SOURCE INFORMATION Block Start
impl TransactionalCore {
    pub fn new(core: StreamCore, sql: Arc<dyn SqlAdapter>) -> Self {
        Self {
            core,
            sql,
            helper: TableHelper::new(),
            tx: None,
            tmp_table: None,
            dst_table: None,
            existing_table: Table::default(),
            batch_file: None,
            s3: None,
        }
    }

    /// Idempotent stream setup: staging resources, destination schema
    /// snapshot, and the transaction.
    pub async fn init(&mut self) -> Result<(), BulkError> {
        if self.core.inited {
            return Ok(());
        }
        if let Some(config) = &self.core.options.s3_batch_file {
            self.s3 = Some(S3Stage::new(config)?);
        }
        if let Some(prefix) = self.core.options.local_batch_file.clone() {
            if self.batch_file.is_none() {
                let format = self.sql.batch_file_format();
                let compression = self.sql.batch_file_compression();
                let target = new_marshaller(format, compression);
                // Without merge dedup an NDJSON target needs no rewrite,
                // so the on-disk stream can carry the final compression
                // directly. Every path that may rewrite stays on plain
                // NDJSON so the rewrite can read it line by line.
                let on_disk = if !self.core.merge && format == FileFormat::Ndjson {
                    new_marshaller(format, compression)
                } else {
                    new_marshaller(FileFormat::Ndjson, Default::default())
                };
                self.batch_file = Some(BatchFile::new(&prefix, on_disk, target)?);
            }
        }
        self.existing_table = self.sql.get_table_schema(&self.core.table_name).await?;
        if self.tx.is_none() {
            self.tx = Some(self.sql.open_tx().await?);
        }
        self.core.inited = true;
        Ok(())
    }

    pub fn column_mapper(&self) -> impl Fn(&str) -> String {
        let sql = Arc::clone(&self.sql);
        move |raw: &str| sql.column_name(raw)
    }

    fn tmp_table_name() -> String {
        let suffix = Uuid::new_v4().simple().to_string();
        format!("{TMP_TABLE_PREFIX}{}", &suffix[..TMP_TABLE_SUFFIX_LEN])
    }

    /// Set up or widen the tmp table for one object's candidate schema;
    /// the destination descriptor mirrors the staged columns.
    fn adjust_tables(&mut self, table_for_object: &Table) -> Result<(), BulkError> {
        if self.core.options.schema_freeze {
            // Freeze against the destination when it exists. With no
            // destination yet, the first object discovers the schema
            // and later objects freeze against the staged table.
            let baseline = if self.existing_table.exists() {
                Some(&self.existing_table)
            } else {
                self.tmp_table.as_ref()
            };
            if let Some(baseline) = baseline {
                reject_unknown_columns(table_for_object, baseline)?;
            }
        }

        if self.tmp_table.is_none() {
            self.dst_table = Some(table_for_object.clone());
            let mut tmp = Table::new(Self::tmp_table_name());
            tmp.temporary = true;
            tmp.columns = table_for_object.columns.clone();
            if self.core.merge {
                tmp.primary_keys = table_for_object.primary_keys.clone();
            }
            adopt_annotations(&mut tmp, &self.existing_table);
            self.tmp_table = Some(tmp);
        } else {
            let stringify = self.core.options.stringify_on_type_conflict;
            let tmp = self.tmp_table.as_mut().expect("checked above");
            widen_columns(tmp, table_for_object, &self.existing_table, stringify)?;
        }

        if let (Some(dst), Some(tmp)) = (self.dst_table.as_mut(), self.tmp_table.as_ref()) {
            dst.columns = tmp.columns.clone();
        }
        Ok(())
    }

    /// Stage one preprocessed object into the batch file.
    pub fn write_to_batch_file(
        &mut self,
        table_for_object: &Table,
        object: &Object,
        column_name: &dyn Fn(&str) -> String,
    ) -> Result<(), BulkError> {
        self.adjust_tables(table_for_object)?;
        let pk = if self.core.merge {
            Some(self.core.pk_value(object, column_name)?)
        } else {
            None
        };
        let batch = self
            .batch_file
            .as_mut()
            .ok_or_else(|| BulkError::staging("batch file", "stream has no staging file"))?;
        batch.append(object, pk.as_deref(), &[])
    }

    /// Insert one preprocessed object directly into the tmp table,
    /// reconciling its schema inside the tx so intra-tx changes are
    /// visible to this insert.
    pub async fn insert(
        &mut self,
        table_for_object: &Table,
        object: &Object,
    ) -> Result<(), BulkError> {
        self.adjust_tables(table_for_object)?;
        let desired = self
            .tmp_table
            .clone()
            .expect("tmp table is set by adjust_tables");
        let tx = self
            .tx
            .as_mut()
            .ok_or_else(|| BulkError::load("insert", "transaction is not open"))?;
        let ensured = TableHelper::ensure_table_without_caching(
            tx.as_mut(),
            &desired,
            self.core.options.stringify_on_type_conflict,
        )
        .await?;
        self.tmp_table = Some(ensured.clone());
        tx.insert(&ensured, self.core.merge, object).await
    }

    /// Shared consume flow for every transactional mode. `stamp` is
    /// applied to the raw object before preprocessing (partition id).
    pub async fn consume(
        &mut self,
        object: Object,
        stamp: Option<(&str, serde_json::Value)>,
    ) -> (StreamState, Result<(), BulkError>) {
        if let Err(err) = self.core.check_active() {
            return (self.core.state.clone(), Err(err));
        }
        // A fatal error poisons the stream: short-circuit with the same
        // error until the caller completes or aborts.
        if let Some(err) = self.core.last_error.clone() {
            return (self.core.state.clone(), Err(err));
        }
        let result = self.consume_inner(object, stamp).await;
        let result = self.core.post_consume(result, true);
        (self.core.state.clone(), result)
    }

    async fn consume_inner(
        &mut self,
        mut object: Object,
        stamp: Option<(&str, serde_json::Value)>,
    ) -> Result<(), BulkError> {
        self.init().await?;
        if let Some((column, value)) = stamp {
            object.insert(column.to_string(), value);
        }
        self.core.track_event_time(&object);
        let column_name = self.column_mapper();
        let (table_for_object, processed) = self.core.preprocess(object, &column_name)?;
        if self.batch_file.is_some() {
            self.write_to_batch_file(&table_for_object, &processed, &column_name)
        } else {
            self.insert(&table_for_object, &processed).await
        }
    }

    /// Create the tmp table and bulk-load the finalized batch file into
    /// it. The tmp table is created even for an empty batch so swap-based
    /// modes can land an empty table of the discovered schema.
    pub async fn flush_batch_file(&mut self) -> Result<(), BulkError> {
        let Some(tmp) = self.tmp_table.clone() else {
            return Ok(());
        };
        // The direct-insert path already created and filled the tmp
        // table inside the tx.
        if self.batch_file.is_none() {
            return Ok(());
        }
        let tx = self
            .tx
            .as_mut()
            .ok_or_else(|| BulkError::load("flush", "transaction is not open"))?;
        tx.create_table(&tmp).await?;

        let batch = self.batch_file.take().expect("batch file checked above");
        if batch.events() == 0 {
            return Ok(());
        }

        let header = tmp.sorted_column_names();
        let avro_schema = if batch.target_format() == FileFormat::Avro {
            self.sql.avro_schema(&tmp)
        } else {
            None
        };
        let flushed = batch.finalize(&header, avro_schema.as_ref())?;

        let warehouse = if let Some(s3) = &self.s3 {
            let key = s3.object_key(&flushed.file_name());
            s3.upload(&key, flushed.path()).await?;
            let config = self
                .core
                .options
                .s3_batch_file
                .clone()
                .expect("s3 stage implies s3 option");
            let source = LoadSource::S3 {
                key: key.clone(),
                format: flushed.format(),
                config,
            };
            let result = tx.load_table(&tmp, &source).await;
            if let Err(err) = s3.delete(&key).await {
                warn!(stream = %self.core.id, key, %err, "failed to delete staging object");
            }
            result?
        } else {
            let source = LoadSource::Local {
                path: flushed.path().to_path_buf(),
                format: flushed.format(),
            };
            tx.load_table(&tmp, &source).await?
        };
        self.core.state.add_warehouse_state(&warehouse);
        Ok(())
    }

    /// Reconcile the destination (cached per stream) and copy the staged
    /// rows into it.
    pub async fn copy_to_destination(&mut self) -> Result<(), BulkError> {
        let Some(tmp) = self.tmp_table.clone() else {
            return Ok(());
        };
        let mut dst = self
            .dst_table
            .clone()
            .expect("destination descriptor is set with the tmp table");
        dst.columns = tmp.columns.clone();
        let ensured = self
            .helper
            .ensure_table_with_caching(
                self.sql.as_ref(),
                &self.core.id,
                &dst,
                self.core.options.stringify_on_type_conflict,
            )
            .await?;
        self.dst_table = Some(ensured.clone());
        let tx = self
            .tx
            .as_mut()
            .ok_or_else(|| BulkError::load("copy", "transaction is not open"))?;
        let warehouse = tx.copy_tables(&ensured, &tmp, self.core.merge).await?;
        self.core.state.add_warehouse_state(&warehouse);
        Ok(())
    }

    /// Epilogue shared by every transactional complete path: release the
    /// batch file, drop the tmp table, then commit or roll back. A
    /// rollback failure is logged and never replaces the original error.
    pub async fn post_complete(
        &mut self,
        err: Option<BulkError>,
    ) -> (StreamState, Result<(), BulkError>) {
        self.batch_file = None;
        let final_err = match err {
            Some(err) => {
                self.core.state.successful_rows = 0;
                if let Some(tx) = self.tx.as_mut() {
                    if let Some(tmp) = &self.tmp_table {
                        let _ = tx.drop_table(tmp, true).await;
                    }
                    if let Err(rollback_err) = tx.rollback().await {
                        warn!(stream = %self.core.id, %rollback_err, "rollback failed");
                    }
                }
                Some(err)
            }
            None => {
                let mut commit_err = None;
                if let Some(tx) = self.tx.as_mut() {
                    if let Some(tmp) = &self.tmp_table {
                        if let Err(drop_err) = tx.drop_table(tmp, true).await {
                            warn!(stream = %self.core.id, %drop_err, "failed to drop tmp table");
                        }
                    }
                    if let Err(err) = tx.commit().await {
                        self.core.state.successful_rows = 0;
                        commit_err = Some(err);
                    }
                }
                commit_err
            }
        };
        self.tx = None;
        self.core.post_complete(final_err)
    }

    /// Abort: drop the tmp table, roll back, discard staging state.
    /// Repeating an abort is a no-op.
    pub async fn abort(&mut self) -> (StreamState, Result<(), BulkError>) {
        if self.core.state.status == crate::state::StreamStatus::Aborted {
            return (self.core.state.clone(), Ok(()));
        }
        if let Err(err) = self.core.check_active() {
            return (self.core.state.clone(), Err(err));
        }
        if let Some(tx) = self.tx.as_mut() {
            if let Some(tmp) = &self.tmp_table {
                let _ = tx.drop_table(tmp, true).await;
            }
            let _ = tx.rollback().await;
        }
        self.tx = None;
        self.batch_file = None;
        self.helper.forget(&self.core.id);
        self.core.state.status = crate::state::StreamStatus::Aborted;
        (self.core.state.clone(), Ok(()))
    }
}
SOURCE INFORMATION Block End
WORK ITEM ▸ Copy every line from the records above that contains the string "flushed".

SOLUTION TO THIS EXERCISE ▸
        let flushed = batch.finalize(&header, avro_schema.as_ref())?;
            let key = s3.object_key(&flushed.file_name());
            s3.upload(&key, flushed.path()).await?;
                format: flushed.format(),
                path: flushed.path().to_path_buf(),
                format: flushed.format(),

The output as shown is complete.